ACE inhibitors have the potential to affect myocardial ischaemia in patients with asymptomatic ventricular dysfunction and ischaemic cardiomyopathy after long-term treatment. However, anti-ischaemic effects are virtually absent in stable effort angina during short-term therapy, which suggests different mechanisms of action in different patient subtypes. Long-term treatment in left ventricular dysfunction may lead to a reduction in myocardial oxygen demand and ischaemia as a result of ventricular remodelling, possibly supported by structural coronary vascular effects, i.e., an improved endothelial function and vasodilator capacity. An alternative mechanism by which ACE inhibitors may affect ischaemia, is through modulation of ischaemia-induced neurohormonal activation and subsequent systemic vasoconstriction.
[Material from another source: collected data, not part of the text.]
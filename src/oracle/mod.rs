//! Generative-model oracle: prompt rendering, the client seam, and verdict parsing.
//!
//! - [`Oracle`] is the seam the engine depends on.
//! - [`GenaiOracle`] talks to a hosted chat model through genai.
//! - [`prompt`] and [`parse`] agree on 1-based numbering.

mod client;
mod error;
#[cfg(any(test, feature = "mock"))]
pub mod mock;
pub mod parse;
pub mod prompt;


pub use client::GenaiOracle;
pub use error::OracleError;
#[cfg(any(test, feature = "mock"))]
pub use mock::MockOracle;
pub use parse::{parse_group_verdict, parse_match_verdict};
pub use prompt::{grouping_prompt, match_prompt};

use std::future::Future;

/// Free-text generator used as the final semantic judge.
pub trait Oracle: Send + Sync {
    /// Returns the raw verdict text for `prompt`.
    fn generate(&self, prompt: &str) -> impl Future<Output = Result<String, OracleError>> + Send;

    /// Model identifier, for logs and readiness reports.
    fn model(&self) -> &str;
}
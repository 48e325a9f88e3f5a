use axum::{
    Json,
    extract::{State, rejection::JsonRejection},
    http::{HeaderMap, HeaderValue, StatusCode},
    response::{IntoResponse, Response},
};
use serde::Serialize;
use tracing::{info, instrument, warn};
use uuid::Uuid;

use crate::embedding::Embedder;
use crate::gateway::error::GatewayError;
use crate::gateway::payload::{
    CheckQuestionRequest, CheckQuestionResponse, GroupQuestionsRequest, GroupQuestionsResponse,
};
use crate::gateway::state::HandlerState;
use crate::gateway::status::{
    REQUEST_ID_HEADER, SEMDEDUP_STATUS_HEADER, STATUS_GROUPED, STATUS_MATCH, STATUS_NO_GROUPS,
    STATUS_NO_MATCH,
};
use crate::oracle::Oracle;
use crate::pool::PoolSource;

const MISSING_CHECK_FIELDS: &str = "Request body must contain 'questions_url' and 'question'";
const MISSING_QUESTIONS_URL: &str = "Missing 'questions_url' in request";

/// Returns the trimmed value if present and non-blank.
fn required(value: Option<String>) -> Option<String> {
    value
        .map(|v| v.trim().to_string())
        .filter(|v| !v.is_empty())
}

/// Unwraps the JSON extractor. Rejections become `message` so callers always get the error shape.
fn json_body(
    body: Result<Json<serde_json::Value>, JsonRejection>,
    message: &str,
) -> Result<serde_json::Value, GatewayError> {
    match body {
        Ok(Json(value)) => Ok(value),
        Err(rejection) => {
            warn!(reason = %rejection.body_text(), "Rejected request body");
            Err(GatewayError::InvalidRequest(message.to_string()))
        }
    }
}

fn start_request() -> Uuid {
    let request_id = Uuid::new_v4();
    tracing::Span::current().record("request_id", tracing::field::display(&request_id));
    request_id
}

#[instrument(skip(state, body), fields(request_id = tracing::field::Empty))]
pub async fn check_question_handler<E, O, S>(
    State(state): State<HandlerState<E, O, S>>,
    body: Result<Json<serde_json::Value>, JsonRejection>,
) -> Result<Response, GatewayError>
where
    E: Embedder + 'static,
    O: Oracle + 'static,
    S: PoolSource + 'static,
{
    let request_id = start_request();

    let body = json_body(body, MISSING_CHECK_FIELDS)?;
    let request: CheckQuestionRequest = serde_json::from_value(body)
        .map_err(|_| GatewayError::InvalidRequest(MISSING_CHECK_FIELDS.to_string()))?;
    let (Some(questions_url), Some(question)) =
        (required(request.questions_url), required(request.question))
    else {
        warn!("Missing required parameters");
        return Err(GatewayError::InvalidRequest(
            MISSING_CHECK_FIELDS.to_string(),
        ));
    };

    let pool = state
        .engine
        .fetch_pool(state.pool_source.as_ref(), &questions_url)
        .await?;

    info!(pool_size = pool.len(), "Checking question against pool");
    let result = state.engine.match_question(&pool, &question).await?;

    let outcome = if result.is_match() {
        STATUS_MATCH
    } else {
        STATUS_NO_MATCH
    };

    Ok(make_response(
        CheckQuestionResponse::from_matches(result.questions()),
        outcome,
        request_id,
    ))
}

#[instrument(skip(state, body), fields(request_id = tracing::field::Empty))]
pub async fn group_questions_handler<E, O, S>(
    State(state): State<HandlerState<E, O, S>>,
    body: Result<Json<serde_json::Value>, JsonRejection>,
) -> Result<Response, GatewayError>
where
    E: Embedder + 'static,
    O: Oracle + 'static,
    S: PoolSource + 'static,
{
    let request_id = start_request();

    let body = json_body(body, MISSING_QUESTIONS_URL)?;
    let request: GroupQuestionsRequest = serde_json::from_value(body)
        .map_err(|_| GatewayError::InvalidRequest(MISSING_QUESTIONS_URL.to_string()))?;
    let Some(questions_url) = required(request.questions_url) else {
        warn!("Missing questions_url parameter");
        return Err(GatewayError::InvalidRequest(
            MISSING_QUESTIONS_URL.to_string(),
        ));
    };

    let pool = state
        .engine
        .fetch_pool(state.pool_source.as_ref(), &questions_url)
        .await?;

    info!(pool_size = pool.len(), "Grouping question pool");
    let result = state.engine.group_questions(&pool).await?;

    let outcome = if result.is_empty() {
        STATUS_NO_GROUPS
    } else {
        STATUS_GROUPED
    };

    Ok(make_response(
        GroupQuestionsResponse::from_groups(result.question_groups().to_vec()),
        outcome,
        request_id,
    ))
}

fn make_response<T: Serialize>(body: T, outcome: &'static str, request_id: Uuid) -> Response {
    let mut headers = HeaderMap::new();
    headers.insert(SEMDEDUP_STATUS_HEADER, HeaderValue::from_static(outcome));
    if let Ok(value) = HeaderValue::from_str(&request_id.to_string()) {
        headers.insert(REQUEST_ID_HEADER, value);
    }

    (StatusCode::OK, headers, Json(body)).into_response()
}
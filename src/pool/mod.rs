//! Question pools and where they come from.

mod error;
mod http;
#[cfg(any(test, feature = "mock"))]
pub mod mock;

#[cfg(test)]
mod tests;

pub use error::PoolError;
pub use http::{DomainPolicy, HttpPoolSource};
#[cfg(any(test, feature = "mock"))]
pub use mock::StaticPoolSource;

use std::future::Future;

use serde::{Deserialize, Serialize};

/// One pool record, kept verbatim so callers get back exactly what they sent.
#[derive(Debug, Clone, PartialEq, Serialize, Deserialize)]
#[serde(transparent)]
pub struct Question(serde_json::Value);

impl Question {
    pub fn new(record: serde_json::Value) -> Self {
        Self(record)
    }

    /// Text stored under `field`, if the record is an object holding a string there.
    pub fn text(&self, field: &str) -> Option<&str> {
        self.0.get(field).and_then(serde_json::Value::as_str)
    }

    pub fn as_value(&self) -> &serde_json::Value {
        &self.0
    }

    pub fn into_value(self) -> serde_json::Value {
        self.0
    }
}

impl From<serde_json::Value> for Question {
    fn from(record: serde_json::Value) -> Self {
        Self(record)
    }
}

/// Resolves an opaque locator to a question pool.
pub trait PoolSource: Send + Sync {
    fn fetch(
        &self,
        locator: &str,
    ) -> impl Future<Output = Result<Vec<Question>, PoolError>> + Send;
}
Depending on the severity of ischaemia, pronounced catecholamine activation and stimulation of the circulating renin-angiotensin system occur, accompanied by systemic vasoconstriction and an increase in afterload. These changes are marked in patients with left ventricular dysfunction. Moreover, a change from net catecholamine release to uptake in the ischaemic area is observed. Although the clinical significance of the latter observation is still unclear, sympathetic activation may lead to coronary vasoconstriction in stenotic areas where normal endothelium-dependent coronary vasodilatation has become impaired. In the resting patient, enalaprilat and perindoprilat significantly reduce myocardial ischaemia, not by a direct effect on the oxygen supply-demand ratio, but through modulation of neurohormonal activation, in particular of sympathetic activation during ischaemia, and, subsequently, by preventing systemic vasoconstriction. These effects are pronounced in left ventricular dysfunction, at least where perindoprilat is concerned. The possibility that ACE inhibitors improve endothelial function in concert with their modulating effects on ischaemia-induced neurohormonal activation and hence influence the occurrence of myocardial ischemia during long-term treatment needs further evaluation.